A prima vista, questa idea sembra un brillante “miglioramento” trovato su Internet, ma devo rallentare un po’ prima di accendere i fornelli. Bollire il polistirolo in casa per guadagnare soldi è un mito che è anche pericoloso per la salute.
Esaminiamo i fatti con un po’ di prospettiva, ma anche con la necessaria serietà:
Perché “bollire” il polistirolo non funziona?
La chimica non molla: il polistirolo è composto al 98% da aria. Quando lo si riscalda, l’aria fuoriesce e rimane solo un piccolo mucchietto di plastica (resina di polistirolo). Tuttavia, bollirlo in acqua non lo trasforma in qualcosa di più prezioso di prima: è sempre solo plastica, solo in una forma inutilizzabile. Fumi tossici: il polistirene (polistirene espanso) viene prodotto utilizzando il pentano e contiene stirene. Se riscaldato oltre una certa temperatura, inizia a rilasciare fumi pericolosi, cancerogeni e irritanti per le vie respiratorie. La cucina non è un laboratorio.
Guadagni? Le aziende di riciclaggio acquistano polistirene in grandi quantità (tonnellate) e solo se pulito e lavorato da presse industriali. Il “fuso” fatto in casa non ha alcun valore per l’industria.
C’è un vero utilizzo per il vecchio polistirene?

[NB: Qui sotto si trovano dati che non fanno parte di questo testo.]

//! Transport seams.
//!
//! The server never touches sockets directly. An accepted connection is
//! split into a [`ConnectionReader`], owned by the session's read loop,
//! and a [`ConnectionWriter`], shared by everything that sends to the
//! session. Tests swap in in-memory implementations.

use std::sync::Arc;

use async_trait::async_trait;

use crate::error::WsResult;
use crate::message::Message;

/// The inbound half of a connection.
#[async_trait]
pub trait ConnectionReader: Send {
    /// Wait for the next data frame and return its payload.
    ///
    /// Control frames are handled internally. A close frame or the end of
    /// the stream yields [`WsError::ConnectionClosed`](crate::WsError::ConnectionClosed).
    async fn read_message(&mut self) -> WsResult<Vec<u8>>;
}

/// The outbound half of a connection.
///
/// Implementations must tolerate concurrent callers; the server still
/// serializes writes per session.
#[async_trait]
pub trait ConnectionWriter: Send + Sync {
    /// Write one frame.
    async fn write_message(&self, message: Message) -> WsResult<()>;

    /// Send a close frame. Closing twice is not an error.
    async fn close(&self) -> WsResult<()>;
}

/// An accepted connection that can be split into its two halves.
pub trait Connection: Send + 'static {
    /// Split into a reader and a shareable writer.
    fn into_split(self) -> (Box<dyn ConnectionReader>, Arc<dyn ConnectionWriter>);
}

Se non volete semplicemente gettarlo nel bidone giallo (dove legalmente dovrebbe essere), ecco alcuni metodi sensati:
Colla o sigillante fatti in casa: sciogliendo il polistirene in una piccola quantità di acetone, si formerà una massa densa e appiccicosa. Un tempo veniva utilizzato per riparazioni di emergenza del tetto o per incollaggi, ma oggi esistono adesivi edili molto migliori e più sicuri.
Drenaggio per vasi da fiori: il polistirene non assorbe acqua. Se lo spezzi in piccoli pezzi e lo metti sul fondo del vaso, fungerà da ottimo e leggero strato drenante.
Riempitivo per imballaggio: se spedisci qualcosa per posta, il vecchio polistirolo è un materiale di fissaggio ideale.
Verdetto
“Fare un sacco di soldi” con il polistirolo bollito è purtroppo una bufala su internet. L’unica cosa che ci guadagneresti sarebbe un vaso rovinato, un odore che si diffonde in tutto l’appartamento e un mal di testa per i fumi.
Se hai una grande quantità di polistirolo in casa (ad esempio da materiale isolante), la cosa migliore da fare è portarlo in un centro di raccolta. Lì si assicureranno che venga riciclato correttamente e in sicurezza.
Hai sentito parlare di altri materiali in casa che possono essere riciclati “miracolosamente”? Sarò felice di darti un’occhiata!